***** Task material
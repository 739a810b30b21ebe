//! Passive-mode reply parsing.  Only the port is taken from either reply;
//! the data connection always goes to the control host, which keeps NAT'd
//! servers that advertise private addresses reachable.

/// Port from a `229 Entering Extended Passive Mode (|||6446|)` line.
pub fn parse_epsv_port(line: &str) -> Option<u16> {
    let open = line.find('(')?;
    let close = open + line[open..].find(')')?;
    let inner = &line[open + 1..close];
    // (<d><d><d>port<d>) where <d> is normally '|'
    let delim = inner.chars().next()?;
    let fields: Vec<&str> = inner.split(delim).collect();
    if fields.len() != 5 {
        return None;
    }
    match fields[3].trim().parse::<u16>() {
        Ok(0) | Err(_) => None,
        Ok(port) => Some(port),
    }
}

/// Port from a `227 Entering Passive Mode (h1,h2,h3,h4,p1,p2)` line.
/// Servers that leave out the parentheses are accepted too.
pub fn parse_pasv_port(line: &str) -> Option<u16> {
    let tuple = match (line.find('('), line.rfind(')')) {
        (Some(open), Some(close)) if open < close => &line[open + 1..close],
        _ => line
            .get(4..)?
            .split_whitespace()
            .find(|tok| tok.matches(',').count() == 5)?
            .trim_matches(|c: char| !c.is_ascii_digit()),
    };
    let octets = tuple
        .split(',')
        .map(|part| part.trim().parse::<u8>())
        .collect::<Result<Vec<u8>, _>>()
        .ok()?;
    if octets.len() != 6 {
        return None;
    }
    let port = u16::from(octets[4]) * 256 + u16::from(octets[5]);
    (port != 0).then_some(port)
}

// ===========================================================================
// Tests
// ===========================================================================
**********
### Exercise goal
Lines wanted from the listing above: the line with "which keeps NAT'd" up to and including the line with "let open = line.find('(')?;". Please write them out exactly, adding nothing else.

### Exercise response
//! the data connection always goes to the control host, which keeps NAT'd
//! servers that advertise private addresses reachable.

/// Port from a `229 Entering Extended Passive Mode (|||6446|)` line.
pub fn parse_epsv_port(line: &str) -> Option<u16> {
    let open = line.find('(')?;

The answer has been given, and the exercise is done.